Mircury lna mirna power inhibitor control

GW0742 (25, 100 and 400 μg/kg, Tocris, USA) or vehicle (1% DMSO diluted in corn oil) were administered intranasally^{27 (link)} at 1 and 24 h after HI. 2 μl of GW0742 per drop was given every 2 min in alternating nares. PPAR-β/δ antagonist GSK3787 (300 μg/kg, Abcam, USA) or vehicle (1% DMSO diluted in corn oil) were administered intranasally at 1 h before HI and at 24 h post HI. 0.5 nmol of LNA miR-17-5p inhibitor (antimiR, rno-miR-17-5p miRCURY LNA miRNA Power Inhibitor, Exiqon) or control (miRCURY LNA miRNA Power Inhibitor Control, Exiqon) were administered via intracerebroventricular injection^{28 (link)} at 1.5 mm posterior, 1.5 mm lateral to the bregma and 2.5 mm deep on the ipsilateral hemisphere at 24 h before HI. A total of 2 μl of antimiR per pup was injected slowly in 5 min.

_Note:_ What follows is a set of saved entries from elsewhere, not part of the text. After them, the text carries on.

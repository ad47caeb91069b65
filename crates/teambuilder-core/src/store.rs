//! Saved teams
//!
//! CRUD over named team records. The full list lives under one key of a
//! [`KeyValueStore`]; every mutation reads the list, changes it, and writes
//! the whole list back.
//!
//! Record ids come from the creation time in milliseconds. A high-water mark
//! is kept next to the list so that two saves in the same millisecond, or a
//! save right after deleting the newest team, still get a fresh id.

use serde::{Deserialize, Serialize};

use crate::error::{TeamError, TeamResult, ValidationError};
use crate::layout::{chunk_parties, Mode};
use crate::storage::KeyValueStore;
use crate::types::{CharacterId, Team, TeamId};

/// Key holding the saved team list
pub const TEAMS_KEY: &str = "reverse1999_saved_teams";

/// Key holding the highest id handed out so far
pub const TEAM_ID_SEQ_KEY: &str = "reverse1999_saved_teams_seq";

/// A saved team: an immutable id plus the team itself.
#[derive(Debug, Clone, PartialEq, Eq, Serialize, Deserialize)]
#[serde(from = "StoredRecord", into = "StoredRecord")]
pub struct SavedTeamRecord {
    pub id: TeamId,
    pub team: Team,
}

impl SavedTeamRecord {
    pub fn name(&self) -> &str {
        &self.team.name
    }

    pub fn description(&self) -> &str {
        &self.team.description
    }

    pub fn mode(&self) -> Mode {
        self.team.mode()
    }
}

/// Persisted shape: parties are nested, as in the browser's local storage
#[derive(Clone, Serialize, Deserialize)]
struct StoredRecord {
    id: TeamId,
    name: String,
    #[serde(default)]
    description: String,
    mode: Mode,
    #[serde(default)]
    teams: Vec<Vec<Option<CharacterId>>>,
}

impl From<StoredRecord> for SavedTeamRecord {
    fn from(stored: StoredRecord) -> Self {
        Self {
            id: stored.id,
            team: Team::from_parties(stored.mode, stored.teams)
                .with_name(stored.name)
                .with_description(stored.description),
        }
    }
}

impl From<SavedTeamRecord> for StoredRecord {
    fn from(record: SavedTeamRecord) -> Self {
        let teams = chunk_parties(record.team.slots());
        Self {
            id: record.id,
            mode: record.team.mode(),
            name: record.team.name,
            description: record.team.description,
            teams,
        }
    }
}

fn now_millis() -> i64 {
    chrono::Utc::now().timestamp_millis()
}

/// Named team records over a key-value store
pub struct TeamStore<S> {
    kv: S,
    clock: fn() -> i64,
}

impl<S: KeyValueStore> TeamStore<S> {
    pub fn new(kv: S) -> Self {
        Self {
            kv,
            clock: now_millis,
        }
    }

    /// Replace the millisecond clock used for new ids.
    pub fn with_clock(mut self, clock: fn() -> i64) -> Self {
        self.clock = clock;
        self
    }

    /// The underlying key-value store
    pub fn backend(&self) -> &S {
        &self.kv
    }

    /// All saved teams in insertion order. An absent list is empty.
    pub fn list(&self) -> TeamResult<Vec<SavedTeamRecord>> {
        match self.kv.get(TEAMS_KEY)? {
            Some(json) => serde_json::from_str(&json)
                .map_err(|e| TeamError::Serialization(format!("Invalid saved teams: {}", e))),
            None => Ok(Vec::new()),
        }
    }

    /// Look up one saved team.
    pub fn get(&self, id: &TeamId) -> TeamResult<Option<SavedTeamRecord>> {
        Ok(self.list()?.into_iter().find(|record| &record.id == id))
    }

    /// Save a team under a new id.
    ///
    /// Name and description are trimmed and replace whatever the team
    /// carried.
    ///
    /// # Errors
    ///
    /// Returns `ValidationError::EmptyName` (nothing is written) when the
    /// trimmed name is empty.
    pub fn create(&self, name: &str, description: &str, team: &Team) -> TeamResult<SavedTeamRecord> {
        let name = require_name(name)?;

        let mut records = self.list()?;
        let id = self.next_id(&records)?;

        let record = SavedTeamRecord {
            id,
            team: team
                .clone()
                .with_name(name)
                .with_description(description.trim()),
        };
        records.push(record.clone());
        self.write_all(&records)?;

        tracing::info!(id = %record.id, name = %record.name(), mode = %record.mode(), "Saved team");
        Ok(record)
    }

    /// Rename a saved team and replace its description.
    ///
    /// # Errors
    ///
    /// - `ValidationError::EmptyName` when the trimmed name is empty
    /// - `TeamError::NotFound` when no team has this id
    pub fn update(&self, id: &TeamId, name: &str, description: &str) -> TeamResult<SavedTeamRecord> {
        let name = require_name(name)?;

        let mut records = self.list()?;
        let record = records
            .iter_mut()
            .find(|record| &record.id == id)
            .ok_or_else(|| TeamError::NotFound(id.to_string()))?;

        record.team.name = name.to_string();
        record.team.description = description.trim().to_string();
        let updated = record.clone();
        self.write_all(&records)?;

        tracing::info!(id = %id, name = %updated.name(), "Updated team");
        Ok(updated)
    }

    /// Replace only the description, as the description box does when it
    /// loses focus.
    ///
    /// Returns `true` when something was written. An unknown id or an
    /// unchanged description writes nothing and returns `false`.
    pub fn update_description(&self, id: &TeamId, description: &str) -> TeamResult<bool> {
        let mut records = self.list()?;
        let Some(record) = records.iter_mut().find(|record| &record.id == id) else {
            tracing::debug!(id = %id, "Description autosave for unknown team skipped");
            return Ok(false);
        };

        if record.team.description == description {
            return Ok(false);
        }

        record.team.description = description.to_string();
        self.write_all(&records)?;

        tracing::info!(id = %id, "Saved team description");
        Ok(true)
    }

    /// Delete a saved team. Returns `true` when a record was removed; an
    /// unknown id writes nothing.
    pub fn delete(&self, id: &TeamId) -> TeamResult<bool> {
        let mut records = self.list()?;
        let before = records.len();
        records.retain(|record| &record.id != id);

        if records.len() == before {
            return Ok(false);
        }

        self.write_all(&records)?;
        tracing::info!(id = %id, "Deleted team");
        Ok(true)
    }

    fn write_all(&self, records: &[SavedTeamRecord]) -> TeamResult<()> {
        let json = serde_json::to_string(records)
            .map_err(|e| TeamError::Serialization(format!("Failed to encode saved teams: {}", e)))?;
        self.kv.set(TEAMS_KEY, &json)
    }

    /// Creation time in ms, bumped past every id already handed out.
    fn next_id(&self, records: &[SavedTeamRecord]) -> TeamResult<TeamId> {
        let high_water = self
            .kv
            .get(TEAM_ID_SEQ_KEY)?
            .and_then(|value| value.trim().parse::<i64>().ok())
            .unwrap_or(0);
        let newest = records
            .iter()
            .filter_map(|record| record.id.as_millis())
            .max()
            .unwrap_or(0);

        let next = high_water
            .max(newest)
            .checked_add(1)
            .ok_or_else(|| TeamError::Storage("Team id space exhausted".to_string()))?;
        let millis = (self.clock)().max(next);
        self.kv.set(TEAM_ID_SEQ_KEY, &millis.to_string())?;
        Ok(TeamId::from_millis(millis))
    }
}

fn require_name(name: &str) -> Result<&str, ValidationError> {
    let name = name.trim();
    if name.is_empty() {
        Err(ValidationError::EmptyName)
    } else {
        Ok(name)
    }
}
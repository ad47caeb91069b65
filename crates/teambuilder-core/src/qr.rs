//! QR codes for share links and tokens.

use qrcode::render::{svg, unicode};
use qrcode::{EcLevel, QrCode};

use crate::error::{TeamError, TeamResult};

/// Default rendered size in pixels for SVG output
pub const DEFAULT_QR_SIZE: u32 = 200;

fn build(text: &str) -> TeamResult<QrCode> {
    QrCode::with_error_correction_level(text.as_bytes(), EcLevel::M)
        .map_err(|e| TeamError::Qr(format!("Failed to generate QR code: {}", e)))
}

/// Render `text` as an SVG document at least `size`×`size` pixels.
pub fn render_svg(text: &str, size: u32) -> TeamResult<String> {
    let code = build(text)?;
    Ok(code
        .render::<svg::Color>()
        .min_dimensions(size, size)
        .dark_color(svg::Color("#000000"))
        .light_color(svg::Color("#ffffff"))
        .build())
}

/// Render `text` with half-height block characters for a terminal.
pub fn render_terminal(text: &str) -> TeamResult<String> {
    let code = build(text)?;
    Ok(code
        .render::<unicode::Dense1x2>()
        .dark_color(unicode::Dense1x2::Light)
        .light_color(unicode::Dense1x2::Dark)
        .build())
}

#[cfg(test)]
mod tests {
    use super::*;

    #[test]
    fn test_render_svg() {
        let svg = render_svg("https://example.com/#abc", DEFAULT_QR_SIZE).unwrap();
        assert!(svg.contains("<svg"));
        assert!(svg.contains("#000000"));
    }

    #[test]
    fn test_render_terminal() {
        let text = render_terminal("abc").unwrap();
        assert!(text.lines().count() > 5);
    }

    #[test]
    fn test_too_long_is_qr_error() {
        let huge = "x".repeat(10_000);
        assert!(matches!(render_svg(&huge, 100), Err(TeamError::Qr(_))));
    }
}
//! Embedding abstraction and the vector codec.
//!
//! Defines the [`Embedder`] trait that all embedding backends implement,
//! plus the pure binary codec used to persist vectors. Concrete providers
//! (OpenAI, Ollama) live in the `quarry` application crate; tests supply
//! deterministic in-process implementations.

use anyhow::Result;
use async_trait::async_trait;

use crate::error::CoreError;

/// An embedding model: opaque text → fixed-dimension f32 vector.
///
/// The dimension `dims()` is discovered once at startup (from
/// configuration) and enforced thereafter — every vector entering the
/// corpus must have exactly that many components.
#[async_trait]
pub trait Embedder: Send + Sync {
    /// Model identifier (e.g. `"text-embedding-3-small"`).
    fn model_name(&self) -> &str;

    /// Embedding vector dimensionality (e.g. `384`).
    fn dims(&self) -> usize;

    /// Embed a batch of texts, returning one vector per input in order.
    async fn embed_batch(&self, texts: &[String]) -> Result<Vec<Vec<f32>>>;

    /// Embed a single text (e.g. a search query).
    async fn embed(&self, text: &str) -> Result<Vec<f32>> {
        let results = self.embed_batch(&[text.to_string()]).await?;
        results
            .into_iter()
            .next()
            .ok_or_else(|| anyhow::anyhow!("empty embedding response"))
    }
}

/// Encode a float vector as a BLOB (little-endian f32 bytes, no header).
///
/// Each `f32` is stored as 4 bytes in little-endian order, producing a
/// BLOB of `vec.len() × 4` bytes. The codec never normalizes or
/// compresses — it is a pure binary transcription layer, so the stored
/// size is always predictable.
///
/// # Example
///
/// ```rust
/// use quarry_core::embedding::{vec_to_blob, blob_to_vec};
///
/// let v = vec![1.0f32, -2.5, 3.125];
/// let blob = vec_to_blob(&v);
/// assert_eq!(blob.len(), 12); // 3 × 4 bytes
/// assert_eq!(blob_to_vec(&blob).unwrap(), v);
/// ```
pub fn vec_to_blob(vec: &[f32]) -> Vec<u8> {
    let mut bytes = Vec::with_capacity(vec.len() * 4);
    for &v in vec {
        bytes.extend_from_slice(&v.to_le_bytes());
    }
    bytes
}

/// Decode a BLOB back into a float vector.
///
/// Reverses [`vec_to_blob`]; the dimension is recovered as
/// `blob.len() / 4`. Fails with [`CoreError::CorruptData`] when the byte
/// length is not a multiple of 4.
pub fn blob_to_vec(blob: &[u8]) -> Result<Vec<f32>, CoreError> {
    if blob.len() % 4 != 0 {
        return Err(CoreError::CorruptData(blob.len()));
    }
    Ok(blob
        .chunks_exact(4)
        .map(|chunk| f32::from_le_bytes([chunk[0], chunk[1], chunk[2], chunk[3]]))
        .collect())
}
use std::fs;
use std::path::{Path, PathBuf};
use std::process::Command;
use tempfile::TempDir;

fn quarry_binary() -> PathBuf {
    let mut path = std::env::current_exe().unwrap();
    path.pop(); // remove test binary name
    path.pop(); // remove deps/
    path.push("quarry");
    path
}

fn setup_test_env() -> (TempDir, PathBuf) {
    let tmp = TempDir::new().unwrap();
    let root = tmp.path().to_path_buf();

    let config_dir = root.join("config");
    fs::create_dir_all(&config_dir).unwrap();

    let files_dir = root.join("files");
    fs::create_dir_all(&files_dir).unwrap();
    fs::write(
        files_dir.join("alpha.md"),
        "# Alpha Document\n\nThis is the alpha document about Rust programming.\n\nIt contains information about cargo and crates.",
    ).unwrap();
    fs::write(files_dir.join("beta.docx"), "binary-ish payload").unwrap();

    let config_content = format!(
        r#"[db]
path = "{}/data/quarry.sqlite"

[chunking]
window = 500
overlap = 50

[retrieval]
top_k = 5

[server]
bind = "127.0.0.1:7431"
"#,
        root.display()
    );

    let config_path = config_dir.join("quarry.toml");
    fs::write(&config_path, config_content).unwrap();

    (tmp, config_path)
}

fn run_quarry(config_path: &Path, args: &[&str]) -> (String, String, bool) {
    let binary = quarry_binary();
    let output = Command::new(&binary)
        .arg("--config")
        .arg(config_path.to_str().unwrap())
        .args(args)
        .output()
        .unwrap_or_else(|e| panic!("Failed to run quarry binary at {:?}: {}", binary, e));

    let stdout = String::from_utf8_lossy(&output.stdout).to_string();
    let stderr = String::from_utf8_lossy(&output.stderr).to_string();
    let success = output.status.success();
    (stdout, stderr, success)
}

#[test]
fn test_init_creates_database() {
    let (tmp, config_path) = setup_test_env();

    let (stdout, stderr, success) = run_quarry(&config_path, &["init"]);
    assert!(success, "init failed: stdout={}, stderr={}", stdout, stderr);
    assert!(stdout.contains("initialized"));

    let db_path = tmp.path().join("data").join("quarry.sqlite");
    assert!(db_path.exists(), "Database should exist after init");
}

#[test]
fn test_init_idempotent() {
    let (_tmp, config_path) = setup_test_env();

    let (_, _, success1) = run_quarry(&config_path, &["init"]);
    assert!(success1, "First init failed");

    let (_, _, success2) = run_quarry(&config_path, &["init"]);
    assert!(success2, "Second init failed (not idempotent)");
}

#[test]
fn test_list_empty_corpus() {
    let (_tmp, config_path) = setup_test_env();

    run_quarry(&config_path, &["init"]);
    let (stdout, _, success) = run_quarry(&config_path, &["list"]);
    assert!(success);
    assert!(stdout.contains("No documents stored"));
}

#[test]
fn test_ingest_fails_with_disabled_provider() {
    let (tmp, config_path) = setup_test_env();

    run_quarry(&config_path, &["init"]);
    let file = tmp.path().join("files").join("alpha.md");
    let (_, stderr, success) = run_quarry(&config_path, &["ingest", file.to_str().unwrap()]);
    assert!(!success, "ingest should fail when embeddings disabled");
    assert!(
        stderr.contains("disabled"),
        "Should mention disabled, got: {}",
        stderr
    );
}

#[test]
fn test_ingest_rejects_unsupported_extension() {
    let (tmp, config_path) = setup_test_env();

    run_quarry(&config_path, &["init"]);
    let file = tmp.path().join("files").join("beta.docx");
    let (_, stderr, success) = run_quarry(&config_path, &["ingest", file.to_str().unwrap()]);
    assert!(!success, "Unsupported extension should fail");
    assert!(
        stderr.contains("unsupported file type"),
        "Should mention unsupported type, got: {}",
        stderr
    );
}

#[test]
fn test_search_fails_with_disabled_provider() {
    let (_tmp, config_path) = setup_test_env();

    run_quarry(&config_path, &["init"]);
    let (_, stderr, success) = run_quarry(&config_path, &["search", "anything"]);
    assert!(!success, "search should fail when embeddings disabled");
    assert!(
        stderr.contains("disabled"),
        "Should mention disabled, got: {}",
        stderr
    );
}

#[test]
fn test_delete_missing_id_is_noop() {
    let (_tmp, config_path) = setup_test_env();

    run_quarry(&config_path, &["init"]);
    let (stdout, stderr, success) = run_quarry(&config_path, &["delete", "999"]);
    assert!(
        success,
        "Deleting a missing id should succeed: stdout={}, stderr={}",
        stdout, stderr
    );
    assert!(stdout.contains("Deleted document 999"));
}

#[test]
fn test_invalid_config_rejected() {
    let (tmp, config_path) = setup_test_env();

    // Overwrite with a window that does not exceed the overlap
    let bad = format!(
        "[db]\npath = \"{}/data/quarry.sqlite\"\n\n[chunking]\nwindow = 50\noverlap = 50\n",
        tmp.path().display()
    );
    fs::write(&config_path, bad).unwrap();

    let (_, stderr, success) = run_quarry(&config_path, &["init"]);
    assert!(!success, "Invalid chunking config should fail");
    assert!(
        stderr.contains("chunking.window"),
        "Should mention chunking.window, got: {}",
        stderr
    );
}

The needle was left in place for an additional 10 min and then slowly withdrawn over 5 min to prevent backflow. Intranasal route of administration was also tested - 200 pmol of miR-17-5p-LNA inhibitor or same dose of LNA scramble control in 10 μl saline were delivered into each naris at 24 h before HI. 1 μg of TXNIP CRISPR activation plasmid (Santa Cruz, USA) or control CRISPR Activation Plasmid (Santa Cruz, USA) were administered via intracerebroventricular injection to the ipsilateral hemisphere at 48 h pre HI. 2μl drug per pup was injected slowly in 5 min.